What we don’t know yet is whether he will win back his old crowd.
Before he was kicked out of the anchor chair at NBC Nightly News earlier this year for making up stories about himself, Williams was widely considered one of the best point men on television for breaking news stories.
He returned this fall as lead news anchor at NBC’s sister cable news station MSNBC, and while no one was hoping for what happened in Paris Friday, clearly it was the kind of night on which the network was glad to have him out front.
Neither he nor presumably NBC would mind if it also furthers his journalistic rehab.
He showed Friday that he still has a calm, authoritative style, coupled with an ability to integrate multiple aspects of a breaking story. While all anchors rely heavily on their production team, he smoothly asked concise, direct questions of correspondents and interview subjects.

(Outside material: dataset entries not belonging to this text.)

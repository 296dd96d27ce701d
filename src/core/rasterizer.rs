use crate::core::framebuffer::FrameBuffer;
use crate::core::math::interpolation::{DEGENERATE_AREA, coverage, signed_area_x2};
use crate::core::math::transform::perspective_divide;
use crate::core::pipeline::Shader;
use crate::scene::context::RenderContext;
use nalgebra::{Point2, Vector3, Vector4};
use serde::Deserialize;

/// Which triangles are skipped based on their screen-space winding.
/// Counter-clockwise (positive signed area) is front facing.
#[derive(PartialEq, Eq, Copy, Clone, Debug, Default, Deserialize)]
#[serde(rename_all = "lowercase")]
pub enum CullMode {
    Back,
    Front,
    #[default]
    None,
}

/// What happened to a single triangle.
#[derive(Debug, Clone, Copy, Default, PartialEq, Eq)]
pub struct TriangleStats {
    /// Pixels whose fragment was written.
    pub written: usize,
    /// Covered pixels rejected by the depth test.
    pub occluded: usize,
    /// Pixels discarded by the fragment stage.
    pub discarded: usize,
}

impl TriangleStats {
    pub fn accumulate(&mut self, other: TriangleStats) {
        self.written += other.written;
        self.occluded += other.occluded;
        self.discarded += other.discarded;
    }
}

/// The Rasterizer is responsible for drawing triangles onto the FrameBuffer.
///
/// Bounding box traversal with pixel-center sampling and barycentric weights.
/// Depth is the linear blend of post-divide screen z.
#[derive(Debug, Clone, Copy, Default)]
pub struct Rasterizer {
    pub cull_mode: CullMode,
}

impl Rasterizer {
    pub fn new() -> Self {
        Self::default()
    }

    pub fn set_cull_mode(&mut self, mode: CullMode) {
        self.cull_mode = mode;
    }

    /// Rasterize one triangle given its three viewport-space homogeneous positions.
    ///
    /// Zero-area triangles and vertices with w ≈ 0 contribute nothing.
    pub fn rasterize_triangle<S: Shader + ?Sized>(
        &self,
        framebuffer: &mut FrameBuffer,
        ctx: &RenderContext,
        shader: &S,
        clip_coords: &[Vector4<f32>; 3],
    ) -> TriangleStats {
        let mut stats = TriangleStats::default();

        // 1. Perspective division
        let mut screen = [Vector3::zeros(); 3];
        for (i, clip) in clip_coords.iter().enumerate() {
            match perspective_divide(clip) {
                Some(p) => screen[i] = p,
                None => return stats,
            }
        }
        let pts = screen.map(|p| Point2::new(p.x, p.y));

        // 2. Degenerate rejection and culling
        let area = signed_area_x2(pts[0], pts[1], pts[2]);
        if !area.is_finite() || area.abs() < DEGENERATE_AREA {
            return stats;
        }
        match self.cull_mode {
            CullMode::Back if area < 0.0 => return stats,
            CullMode::Front if area > 0.0 => return stats,
            _ => {}
        }

        // 3. Bounding box, clamped to the image
        let Some((start_x, end_x, start_y, end_y)) =
            Self::clamped_bounding_box(&pts, framebuffer.width(), framebuffer.height())
        else {
            return stats;
        };

        // 4. Pixel loop
        for y in start_y..=end_y {
            for x in start_x..=end_x {
                let center = Point2::new(x as f32 + 0.5, y as f32 + 0.5);
                let Some(bar) = coverage(center, pts[0], pts[1], pts[2]) else {
                    continue;
                };

                let depth = bar.x * screen[0].z + bar.y * screen[1].z + bar.z * screen[2].z;
                if !framebuffer.depth.test(x, y, depth) {
                    stats.occluded += 1;
                    continue;
                }

                match shader.fragment(ctx, bar) {
                    Some(color) => {
                        framebuffer.depth.set(x, y, depth);
                        framebuffer.image.set_color(x, y, color);
                        stats.written += 1;
                    }
                    None => stats.discarded += 1,
                }
            }
        }
        stats
    }

    /// Inclusive pixel range whose centers may fall inside the triangle,
    /// or `None` when it misses the image entirely.
    fn clamped_bounding_box(
        points: &[Point2<f32>; 3],
        width: usize,
        height: usize,
    ) -> Option<(usize, usize, usize, usize)> {
        if width == 0 || height == 0 {
            return None;
        }
        let min_x = points[0].x.min(points[1].x).min(points[2].x).floor();
        let min_y = points[0].y.min(points[1].y).min(points[2].y).floor();
        let max_x = points[0].x.max(points[1].x).max(points[2].x).ceil();
        let max_y = points[0].y.max(points[1].y).max(points[2].y).ceil();

        if max_x < 0.0 || max_y < 0.0 || min_x >= width as f32 || min_y >= height as f32 {
            return None;
        }

        let start_x = min_x.max(0.0) as usize;
        let start_y = min_y.max(0.0) as usize;
        let end_x = (max_x as usize).min(width - 1);
        let end_y = (max_y as usize).min(height - 1);
        Some((start_x, end_x, start_y, end_y))
    }
}
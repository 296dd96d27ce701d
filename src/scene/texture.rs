use crate::error::Result;
use crate::io::image::{Image, Pixel};
use log::info;
use nalgebra::{Vector2, Vector3};
use std::path::Path;

/// Represents a 2D texture map, sampled with nearest-texel lookup.
///
/// Rows are stored bottom-up so that v = 0 is the first row.
#[derive(Debug, Clone)]
pub struct Texture {
    image: Image,
}

impl Texture {
    pub fn load<P: AsRef<Path>>(path: P) -> Result<Self> {
        let path_ref = path.as_ref();
        let mut image = Image::read(path_ref)?;
        image.flip_vertically();
        info!(
            "Loaded texture: {:?} ({}x{})",
            path_ref,
            image.width(),
            image.height()
        );
        Ok(Self { image })
    }

    /// Wraps an image whose row 0 already is v = 0.
    pub fn from_image(image: Image) -> Self {
        Self { image }
    }

    /// Raw texel under `uv`; coordinates outside [0, 1] are clamped to the border.
    pub fn texel(&self, uv: Vector2<f32>) -> Pixel {
        let (w, h) = (self.image.width(), self.image.height());
        if w == 0 || h == 0 {
            return [0, 0, 0, 255];
        }
        let x = ((uv.x * w as f32).max(0.0) as usize).min(w - 1);
        let y = ((uv.y * h as f32).max(0.0) as usize).min(h - 1);
        self.image.get(x, y).unwrap_or([0, 0, 0, 255])
    }

    /// Texel color in [0, 1].
    pub fn sample(&self, uv: Vector2<f32>) -> Vector3<f32> {
        let p = self.texel(uv);
        Vector3::new(p[0] as f32, p[1] as f32, p[2] as f32) / 255.0
    }
}

#[cfg(test)]
mod tests {
    use super::*;
    use crate::io::image::Format;

    fn checker() -> Texture {
        let mut img = Image::new(2, 2, Format::Rgb);
        img.set(0, 0, [255, 0, 0, 255]);
        img.set(1, 0, [0, 255, 0, 255]);
        img.set(0, 1, [0, 0, 255, 255]);
        img.set(1, 1, [255, 255, 255, 255]);
        Texture::from_image(img)
    }

    #[test]
    fn nearest_texel_is_picked() {
        let tex = checker();
        assert_eq!(tex.sample(Vector2::new(0.1, 0.1)), Vector3::new(1.0, 0.0, 0.0));
        assert_eq!(tex.sample(Vector2::new(0.9, 0.2)), Vector3::new(0.0, 1.0, 0.0));
        assert_eq!(tex.sample(Vector2::new(0.2, 0.7)), Vector3::new(0.0, 0.0, 1.0));
    }

    #[test]
    fn out_of_range_uv_is_clamped() {
        let tex = checker();
        assert_eq!(tex.texel(Vector2::new(1.0, 1.0)), [255, 255, 255, 255]);
        assert_eq!(tex.texel(Vector2::new(-3.0, -0.5)), [255, 0, 0, 255]);
    }
}
use crate::core::math::transform::{TransformSet, embed};
use crate::scene::model::Model;
use nalgebra::{Vector3, Vector4};

/// Everything a shader may read during one pass over one model.
#[derive(Debug, Clone, Copy)]
pub struct RenderContext<'a> {
    pub model: &'a Model,
    /// Toward the light, not necessarily normalized.
    pub light_dir: Vector3<f32>,
    pub transforms: TransformSet,
}

impl<'a> RenderContext<'a> {
    pub fn new(model: &'a Model, light_dir: Vector3<f32>, transforms: TransformSet) -> Self {
        Self {
            model,
            light_dir,
            transforms,
        }
    }

    /// Viewport · Projection · ModelView applied to a vertex of the model.
    #[inline]
    pub fn clip_position(&self, face: usize, nth: usize) -> Vector4<f32> {
        self.transforms.combined() * embed(&self.model.vertex_position(face, nth), 1.0)
    }
}
use nalgebra::{Vector2, Vector3};

/// Indices of one triangle corner into the mesh's attribute arrays.
/// Position, uv and normal are indexed independently, as OBJ stores them.
#[derive(Debug, Clone, Copy, PartialEq, Eq, Default)]
pub struct FaceVertex {
    pub position: usize,
    pub uv: usize,
    pub normal: usize,
}

impl FaceVertex {
    /// A corner using the same index for all three attributes.
    pub fn uniform(index: usize) -> Self {
        Self {
            position: index,
            uv: index,
            normal: index,
        }
    }
}

/// Triangulated geometry with per-corner attribute indices.
#[derive(Debug, Clone, Default)]
pub struct Mesh {
    pub positions: Vec<Vector3<f32>>,
    pub uvs: Vec<Vector2<f32>>,
    pub normals: Vec<Vector3<f32>>,
    pub faces: Vec<[FaceVertex; 3]>,
}

impl Mesh {
    pub fn new(
        positions: Vec<Vector3<f32>>,
        uvs: Vec<Vector2<f32>>,
        normals: Vec<Vector3<f32>>,
        faces: Vec<[FaceVertex; 3]>,
    ) -> Self {
        Self {
            positions,
            uvs,
            normals,
            faces,
        }
    }

    /// Builds a mesh from loose triangles: one face normal per triangle,
    /// uvs taken from the xy coordinates.
    pub fn from_triangles(triangles: &[[Vector3<f32>; 3]]) -> Self {
        let mut mesh = Mesh::default();
        for (f, tri) in triangles.iter().enumerate() {
            let base = mesh.positions.len();
            mesh.positions.extend_from_slice(tri);
            mesh.uvs.extend(tri.iter().map(|p| p.xy()));
            mesh.normals.push(face_normal(tri));
            mesh.faces.push([0, 1, 2].map(|i| FaceVertex {
                position: base + i,
                uv: base + i,
                normal: f,
            }));
        }
        mesh
    }

    /// Creates a simple triangle mesh for testing purposes.
    ///
    /// Vertices are arranged in Counter-Clockwise (CCW) order, facing +Z.
    pub fn create_test_triangle() -> Self {
        Self::new(
            vec![
                Vector3::new(0.0, 0.5, 0.0),
                Vector3::new(-0.5, -0.5, 0.0),
                Vector3::new(0.5, -0.5, 0.0),
            ],
            vec![
                Vector2::new(0.5, 1.0),
                Vector2::new(0.0, 0.0),
                Vector2::new(1.0, 0.0),
            ],
            vec![Vector3::z(); 3],
            vec![[FaceVertex::uniform(0), FaceVertex::uniform(1), FaceVertex::uniform(2)]],
        )
    }

    pub fn face_count(&self) -> usize {
        self.faces.len()
    }

    #[inline]
    pub fn position(&self, face: usize, nth: usize) -> Vector3<f32> {
        self.positions[self.faces[face][nth].position]
    }

    /// UV of a corner, (0, 0) when the mesh carries none.
    #[inline]
    pub fn uv(&self, face: usize, nth: usize) -> Vector2<f32> {
        self.uvs
            .get(self.faces[face][nth].uv)
            .copied()
            .unwrap_or_else(Vector2::zeros)
    }

    /// Normal of a corner; falls back to the face normal when the mesh carries none.
    #[inline]
    pub fn normal(&self, face: usize, nth: usize) -> Vector3<f32> {
        match self.normals.get(self.faces[face][nth].normal) {
            Some(n) => *n,
            None => face_normal(&[0, 1, 2].map(|i| self.position(face, i))),
        }
    }
}

/// Unit normal of a counter-clockwise triangle; zero for degenerate ones.
pub fn face_normal(tri: &[Vector3<f32>; 3]) -> Vector3<f32> {
    let n = (tri[1] - tri[0]).cross(&(tri[2] - tri[0]));
    n.try_normalize(f32::EPSILON).unwrap_or_else(Vector3::zeros)
}
use crate::core::framebuffer::DepthBuffer;
use crate::core::math::transform::{embed, perspective_divide, transform_direction};
use crate::core::pipeline::{Shader, Varying};
use crate::error::Result;
use crate::pipeline::shaders::{lambert, phong_specular, reflect};
use crate::scene::context::RenderContext;
use nalgebra::{Matrix4, Vector2, Vector3, Vector4};

const DIFFUSE_WEIGHT: f32 = 1.2;
const SPECULAR_WEIGHT: f32 = 0.6;

/// Depth-only pass: gray proportional to screen depth.
/// The rasterizer fills the z-buffer, which is what the shadow pass keeps.
pub struct DepthShader {
    depth_range: f32,
    screen: Varying<Vector3<f32>>,
}

impl DepthShader {
    pub fn new(depth_range: f32) -> Self {
        Self {
            depth_range,
            screen: Varying::new(),
        }
    }
}

impl Shader for DepthShader {
    fn vertex(&mut self, ctx: &RenderContext, face: usize, nth: usize) -> Vector4<f32> {
        let clip = ctx.clip_position(face, nth);
        self.screen
            .set(nth, perspective_divide(&clip).unwrap_or_else(Vector3::zeros));
        clip
    }

    fn fragment(&self, _ctx: &RenderContext, bar: Vector3<f32>) -> Option<Vector3<f32>> {
        let p = self.screen.interpolate(bar);
        Some(Vector3::repeat(p.z / self.depth_range))
    }
}

/// Phong lighting attenuated by a shadow map.
///
/// Each fragment's screen position is carried into the light's screen space by
/// the shadow matrix and compared with the depth the light pass stored there.
pub struct ShadowPhongShader<'a> {
    uniform_mit: Matrix4<f32>,
    light: Vector3<f32>,
    shadow_matrix: Matrix4<f32>,
    shadow_map: &'a DepthBuffer,
    pub shadow_bias: f32,
    pub ambient: f32,

    uv: Varying<Vector2<f32>>,
    normal: Varying<Vector3<f32>>,
    screen: Varying<Vector3<f32>>,
}

impl<'a> ShadowPhongShader<'a> {
    pub fn new(
        ctx: &RenderContext,
        shadow_matrix: Matrix4<f32>,
        shadow_map: &'a DepthBuffer,
        shadow_bias: f32,
        ambient: f32,
    ) -> Result<Self> {
        let uniform_mit = ctx.transforms.uniform_mit()?;
        let light = transform_direction(&ctx.transforms.uniform_m(), &ctx.light_dir);
        Ok(Self {
            uniform_mit,
            light,
            shadow_matrix,
            shadow_map,
            shadow_bias,
            ambient,
            uv: Varying::new(),
            normal: Varying::new(),
            screen: Varying::new(),
        })
    }

    /// 1 when the light reaches the camera-screen point `screen`, 0 when something
    /// nearer to the light covers it. Points outside the shadow map are lit.
    pub fn visibility(&self, screen: &Vector3<f32>) -> f32 {
        let Some(p) = perspective_divide(&(self.shadow_matrix * embed(screen, 1.0))) else {
            return 1.0;
        };
        if p.x < 0.0 || p.y < 0.0 {
            return 1.0;
        }
        match self.shadow_map.get(p.x.floor() as usize, p.y.floor() as usize) {
            Some(stored) if p.z > stored + self.shadow_bias => 0.0,
            _ => 1.0,
        }
    }
}

impl Shader for ShadowPhongShader<'_> {
    fn vertex(&mut self, ctx: &RenderContext, face: usize, nth: usize) -> Vector4<f32> {
        let clip = ctx.clip_position(face, nth);
        self.uv.set(nth, ctx.model.vertex_uv(face, nth));
        self.normal
            .set(nth, ctx.model.vertex_normal(face, nth));
        self.screen
            .set(nth, perspective_divide(&clip).unwrap_or_else(Vector3::zeros));
        clip
    }

    fn fragment(&self, ctx: &RenderContext, bar: Vector3<f32>) -> Option<Vector3<f32>> {
        let uv = self.uv.interpolate(bar);
        let visibility = self.visibility(&self.screen.interpolate(bar));

        // Object-space normal from the map, or the interpolated vertex normal.
        let object_normal = ctx
            .model
            .normal(uv)
            .unwrap_or_else(|| self.normal.interpolate(bar));
        let n = transform_direction(&self.uniform_mit, &object_normal);
        let l = self.light;

        let diffuse = lambert(&n, &l);
        let specular = phong_specular(&reflect(&n, &l), ctx.model.specular(uv));
        let lit = DIFFUSE_WEIGHT * diffuse + SPECULAR_WEIGHT * specular;

        Some(Vector3::repeat(self.ambient) + ctx.model.diffuse(uv) * (visibility * lit))
    }
}
pub mod config;
pub mod image;
pub mod obj_loader;
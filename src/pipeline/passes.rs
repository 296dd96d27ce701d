use crate::core::framebuffer::DepthBuffer;
use crate::core::math::transform::TransformSet;
use crate::core::pipeline::Shader;
use crate::core::rasterizer::TriangleStats;
use crate::error::{RenderError, Result};
use crate::io::image::Image;
use crate::pipeline::renderer::Renderer;
use crate::pipeline::shaders::ShaderKind;
use crate::pipeline::shaders::flat::FlatShader;
use crate::pipeline::shaders::gouraud::{GouraudShader, TexturedGouraudShader, ToonShader};
use crate::pipeline::shaders::normal_map::{NormalMapShader, TangentSpaceShader};
use crate::pipeline::shaders::phong::PhongShader;
use crate::pipeline::shaders::shadow::{DepthShader, ShadowPhongShader};
use crate::scene::camera::{Camera, Viewport};
use crate::scene::context::RenderContext;
use crate::scene::light::DirectionalLight;
use crate::scene::model::Model;
use log::info;
use nalgebra::Matrix4;

/// Camera, light and lighting constants shared by all passes of a frame.
#[derive(Debug, Clone, Copy)]
pub struct SceneSetup {
    pub camera: Camera,
    pub light: DirectionalLight,
    pub viewport: Viewport,
    pub shadow_bias: f32,
    pub ambient: f32,
}

/// Result of the light pass: the depth seen from the light and the
/// transforms that produced it.
#[derive(Debug, Clone)]
pub struct ShadowMap {
    pub depth: DepthBuffer,
    pub transforms: TransformSet,
}

impl ShadowMap {
    /// Normalized grayscale view of the light's depth buffer, nearest brightest.
    /// Written as the shadow artifact; the depth pass's color image is not kept.
    pub fn image(&self) -> Image {
        self.depth.to_image()
    }
}

/// Light pass transforms: the light direction is the eye, looking at the
/// camera's target with the camera's up vector, orthographic projection,
/// same viewport and depth range as the camera.
pub fn light_transforms(setup: &SceneSetup) -> Result<TransformSet> {
    Camera::orthographic(
        setup.light.direction(),
        setup.camera.center,
        setup.camera.up,
    )
    .transforms(&setup.viewport)
}

/// Maps camera screen coordinates to light screen coordinates:
/// (Vₗ·Pₗ·MVₗ) · (V꜀·P꜀·MV꜀)⁻¹.
pub fn shadow_matrix(light: &TransformSet, camera: &TransformSet) -> Result<Matrix4<f32>> {
    let inverse_camera = camera.inverse_combined()?;
    let m = light.combined() * inverse_camera;
    if m.iter().all(|v| v.is_finite()) {
        Ok(m)
    } else {
        Err(RenderError::SingularTransform("shadow matrix"))
    }
}

/// Executes the Shadow Mapping Pass: depth of every model as seen from the light.
pub fn render_shadow_map(
    renderer: &mut Renderer,
    models: &[Model],
    setup: &SceneSetup,
) -> Result<ShadowMap> {
    let transforms = light_transforms(setup)?;
    renderer.clear();

    let mut stats = TriangleStats::default();
    for model in models {
        let ctx = RenderContext::new(model, setup.light.direction(), transforms);
        let mut shader = DepthShader::new(setup.viewport.depth);
        stats.accumulate(renderer.draw_model(&ctx, &mut shader));
    }
    info!(
        "Shadow pass: {} pixels covered by {} models",
        stats.written,
        models.len()
    );

    Ok(ShadowMap {
        depth: renderer.framebuffer.depth.clone(),
        transforms,
    })
}

/// Executes the lit camera pass over a finished shadow map.
pub fn render_lit_pass(
    renderer: &mut Renderer,
    models: &[Model],
    setup: &SceneSetup,
    shadow_map: &ShadowMap,
) -> Result<TriangleStats> {
    let transforms = setup.camera.transforms(&setup.viewport)?;
    let matrix = shadow_matrix(&shadow_map.transforms, &transforms)?;
    renderer.clear();

    let mut stats = TriangleStats::default();
    for model in models {
        let ctx = RenderContext::new(model, setup.light.direction(), transforms);
        let mut shader = ShadowPhongShader::new(
            &ctx,
            matrix,
            &shadow_map.depth,
            setup.shadow_bias,
            setup.ambient,
        )?;
        stats.accumulate(renderer.draw_model(&ctx, &mut shader));
    }
    Ok(stats)
}

/// Two passes: light depth first for every model, then the lit camera pass.
pub fn render_with_shadows(
    renderer: &mut Renderer,
    shadow_renderer: &mut Renderer,
    models: &[Model],
    setup: &SceneSetup,
) -> Result<(TriangleStats, ShadowMap)> {
    let shadow_map = render_shadow_map(shadow_renderer, models, setup)?;
    let stats = render_lit_pass(renderer, models, setup, &shadow_map)?;
    Ok((stats, shadow_map))
}

/// Builds the single-pass shader of `kind` for one model.
fn single_pass_shader(
    kind: ShaderKind,
    ctx: &RenderContext,
    setup: &SceneSetup,
) -> Result<Box<dyn Shader>> {
    Ok(match kind {
        ShaderKind::Flat => Box::new(FlatShader::rainbow()),
        ShaderKind::Gouraud => Box::new(GouraudShader::new()),
        ShaderKind::Toon => Box::new(ToonShader::default()),
        ShaderKind::TexturedGouraud => Box::new(TexturedGouraudShader::new()),
        ShaderKind::NormalMap => Box::new(NormalMapShader::new(ctx)?),
        ShaderKind::Phong => Box::new(PhongShader::new(ctx)?.with_ambient(setup.ambient)),
        ShaderKind::TangentSpace => Box::new(TangentSpaceShader::new(ctx)?),
        ShaderKind::Depth => Box::new(DepthShader::new(setup.viewport.depth)),
        ShaderKind::Shadow => {
            return Err(RenderError::Config(
                "shadow shading needs two passes".to_string(),
            ));
        }
    })
}

/// Executes the Main Rendering Pass with a single-pass shader.
pub fn render_single_pass(
    renderer: &mut Renderer,
    models: &[Model],
    setup: &SceneSetup,
    kind: ShaderKind,
) -> Result<TriangleStats> {
    let transforms = setup.camera.transforms(&setup.viewport)?;
    renderer.clear();

    let mut stats = TriangleStats::default();
    for model in models {
        let ctx = RenderContext::new(model, setup.light.direction(), transforms);
        let mut shader = single_pass_shader(kind, &ctx, setup)?;
        stats.accumulate(renderer.draw_model(&ctx, shader.as_mut()));
    }
    Ok(stats)
}
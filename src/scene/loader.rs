use crate::error::Result;
use crate::io::obj_loader::load_obj;
use crate::scene::material::Material;
use crate::scene::model::Model;
use crate::scene::texture::Texture;
use log::{error, info, warn};
use rayon::prelude::*;
use std::path::{Path, PathBuf};

/// `<stem><suffix>.tga` next to the OBJ file.
fn sibling_map(obj_path: &Path, suffix: &str) -> Option<PathBuf> {
    let stem = obj_path.file_stem()?.to_str()?;
    Some(obj_path.with_file_name(format!("{stem}{suffix}.tga")))
}

/// Loads one optional texture map. A missing or unreadable map is logged and skipped.
fn load_map(obj_path: &Path, suffix: &str, what: &str) -> Option<Texture> {
    let path = sibling_map(obj_path, suffix)?;
    if !path.exists() {
        warn!("No {what} map at {:?}, using fallback", path);
        return None;
    }
    match Texture::load(&path) {
        Ok(tex) => Some(tex),
        Err(e) => {
            warn!("Failed to load {what} map {:?}: {e}", path);
            None
        }
    }
}

/// Loads a mesh and the texture maps that follow the naming convention
/// `<stem>_diffuse.tga`, `<stem>_nm.tga`, `<stem>_nm_tangent.tga`, `<stem>_spec.tga`.
pub fn load_model<P: AsRef<Path>>(path: P) -> Result<Model> {
    let path = path.as_ref();
    let mesh = load_obj(path)?;

    let material = Material {
        diffuse: load_map(path, "_diffuse", "diffuse"),
        normal: load_map(path, "_nm", "normal"),
        tangent_normal: load_map(path, "_nm_tangent", "tangent-space normal"),
        specular: load_map(path, "_spec", "specular"),
    };

    let name = path
        .file_stem()
        .map(|s| s.to_string_lossy().into_owned())
        .unwrap_or_else(|| path.display().to_string());

    info!("Model '{}' ready: {} faces", name, mesh.face_count());
    Ok(Model::new(name, mesh, material))
}

/// Loads every model independently and in parallel.
///
/// Returns the successfully loaded models in input order together with the
/// number of paths that failed; failures are logged and skipped.
pub fn load_models<P: AsRef<Path> + Sync>(paths: &[P]) -> (Vec<Model>, usize) {
    let results: Vec<Result<Model>> = paths.par_iter().map(|p| load_model(p)).collect();

    let mut models = Vec::with_capacity(results.len());
    let mut failed = 0;
    for (path, result) in paths.iter().zip(results) {
        match result {
            Ok(model) => models.push(model),
            Err(e) => {
                error!("Skipping {:?}: {e}", path.as_ref());
                failed += 1;
            }
        }
    }
    (models, failed)
}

Those skills become more valuable as a situation becomes more critical and chaotic, both of which describe what was happening in Paris Friday night.
Staying on the air for hours, Williams seemed at ease keeping numerous ragged threads straight as they emerged.
He had no answers and no singular insights, but then, no one did. His job was to be the information conduit, the person translating a blizzard of reports into a coherent ongoing explanation for the viewer.
He did that well, and if he does the same with future opportunities, it could make MSNBC more of a destination for breaking news – which it hasn’t been for a long time, as it has focused more on news/talk personalities.
The ratings from Friday are a good reminder, however, that changes in TV news viewing habits almost never happen overnight.
During prime-time Friday night, MSNBC averaged 1.24 million viewers, with 353,000 in the advertiser-coveted 25- to 54-year-old demographic.
That’s MSNBC’s fourth highest evening audience this year, which is the good news.
The less good news for the network is that during those same prime-time hours, Fox News averaged 4.4 million viewers and CNN averaged 3.15 million. CNN won among 25-54s, with 1.3 million to 1.2 million for Fox News.
So MSNBC finished a distant third, probably for several reasons.
Mainly, as noted, MSNBC just isn’t where most folks head when big stories break. Beyond that, a lot of viewers probably don’t know Williams is there, and maybe some who do know don’t want to watch him any more.
But he does have the skills and he is a brand, albeit a tarnished one, so MSNBC may see this as a starting point.
And while this may be only the most modest consolation in the big business that cable-TV news has become, his presence Friday night served the story well.